Mumbai, Aug 07 (PTI):
Sebi approved a raft of measures, including relaxing sweat equity norms for new-age technology companies and doing away with various disclosure requirements, as the watchdog seeks to provide a fillip to startups, ease compliance burden and facilitate ease of doing business.
In a significant move, the markets watchdog’s board has in-principle agreed to move away from the concept of ‘promoters’ in listed companies to that of ‘controlling shareholders’ apart from a reduction in the minimum lock-in period for promoters post an initial share sale.
Also, at its meeting, Sebi board cleared amendments to regulations governing alternative investment funds.
At a time when many startups are attracting significant investments, including from overseas, Sebi has decided to provide relaxations on the quantum of sweat equity that can be issued new-age technology companies listed on the Innovators Growth Platform.

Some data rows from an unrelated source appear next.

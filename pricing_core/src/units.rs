//! # Unit Types
//!
//! Lightweight wrappers for the two measurement systems the pricing engine
//! mixes: panel dimensions are measured in millimetres, while every area rate
//! on the price list is quoted per square foot.
//!
//! Request records keep plain `f64` fields so their JSON stays flat numbers;
//! these wrappers are used at the point where an area is derived.
//!
//! ## Example
//!
//! ```rust
//! use pricing_core::units::{Millimeters, SqMm, SQFT_PER_SQMM};
//!
//! let area = Millimeters(1000.0) * Millimeters(1000.0);
//! assert_eq!(area, SqMm(1_000_000.0));
//!
//! let sqft = area.to_sqft_with(SQFT_PER_SQMM);
//! assert!((sqft.0 - 10.76391042).abs() < 1e-9);
//! ```

use serde::{Deserialize, Serialize};
use std::ops::{Add, Mul};

/// Square feet per square millimetre.
pub const SQFT_PER_SQMM: f64 = 0.00001076391042;

/// Length in millimetres
#[derive(Debug, Clone, Copy, PartialEq, PartialOrd, Default, Serialize, Deserialize)]
#[serde(transparent)]
pub struct Millimeters(pub f64);

/// Area in square millimetres
#[derive(Debug, Clone, Copy, PartialEq, PartialOrd, Default, Serialize, Deserialize)]
#[serde(transparent)]
pub struct SqMm(pub f64);

/// Area in square feet
#[derive(Debug, Clone, Copy, PartialEq, PartialOrd, Default, Serialize, Deserialize)]
#[serde(transparent)]
pub struct SqFt(pub f64);

impl Mul for Millimeters {
    type Output = SqMm;
    fn mul(self, rhs: Self) -> SqMm {
        SqMm(self.0 * rhs.0)
    }
}

impl SqMm {
    /// Convert using an explicit square-feet-per-square-millimetre factor.
    ///
    /// The factor multiplies the already-formed area, so `w * h` is rounded
    /// once before conversion.
    pub fn to_sqft_with(self, sqft_per_sqmm: f64) -> SqFt {
        SqFt(sqft_per_sqmm * self.0)
    }
}

impl SqFt {
    /// The larger of two areas. A NaN on either side yields the other side.
    pub fn max(self, other: SqFt) -> SqFt {
        SqFt(self.0.max(other.0))
    }
}

impl Add for SqFt {
    type Output = Self;
    fn add(self, rhs: Self) -> Self::Output {
        SqFt(self.0 + rhs.0)
    }
}

#[cfg(test)]
mod tests {
    use super::*;

    #[test]
    fn test_square_metre_in_square_feet() {
        let sqft = (Millimeters(1000.0) * Millimeters(1000.0)).to_sqft_with(SQFT_PER_SQMM);
        assert!((sqft.0 - 10.76391042).abs() < 1e-9);
    }

    #[test]
    fn test_custom_conversion_factor() {
        let sqft = SqMm(2.0).to_sqft_with(0.5);
        assert_eq!(sqft, SqFt(1.0));
    }

    #[test]
    fn test_max_prefers_larger() {
        assert_eq!(SqFt(4.0).max(SqFt(6.5)), SqFt(6.5));
        assert_eq!(SqFt(-1.0).max(SqFt(0.0)), SqFt(0.0));
    }

    #[test]
    fn test_areas_sum() {
        let total = [SqFt(10.0), SqFt(2.5), SqFt(0.25)].into_iter().fold(SqFt(0.0), |acc, a| acc + a);
        assert_eq!(total, SqFt(12.75));
    }

    #[test]
    fn test_serialization() {
        let sqft = SqFt(12.5);
        let json = serde_json::to_string(&sqft).unwrap();
        assert_eq!(json, "12.5");

        let roundtrip: SqFt = serde_json::from_str(&json).unwrap();
        assert_eq!(sqft, roundtrip);
    }
}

In the case of IGP-listed companies, the yearly limit for sweat equity shares will be 15 per cent while the overall limit will be 50 per cent of the paid-up capital at any time, according to a press release.
This enhanced overall limit will be applicable for 10 years from the date of the company’s incorporation.
For companies trading on the main board, the annual sweat equity ceiling will also be 15 per cent but the overall limit will be capped at 25 per cent.
The markets watchdog will merge two sets of regulations into one — Sebi (Share Based Employee Benefits and Sweat Equity) Regulations, 2021.
Sweat equity refers to shares issued by a company to its employees for non-cash consideration. Startups and promoters typically use sweat equity to fund their companies.
Among others, the minimum vesting period and lock-in period for all share benefit schemes in the event of death or permanent incapacity (as defined by the company) of an employee would be done away with.
The regulator’s board has agreed in principle to the proposal to move away from the concept of the promoter to controlling shareholders.
According to the board, investor landscape is now changing, with private equity and institutional investors holding significant shareholding in listed companies.
“In recent years, a number of businesses and new-age companies with diversified shareholding and professional management that are coming into the listed space are non-family owned and/or do not have a distinctly identifiable promoter group,” the release said.
About the lock-in period, Sebi said that if the object of the issue involves an offer for sale or financing other than for capital expenditure for a project, then the minimum promoters’ contribution of 20 per cent should be locked in for 18 months from the date of allotment in the initial public offer and follow on public offer. Currently, the lock-in period is three years.
Further, in all these cases, the promoter shareholding above the minimum promoter contribution will be locked in for six months, instead of existing one year.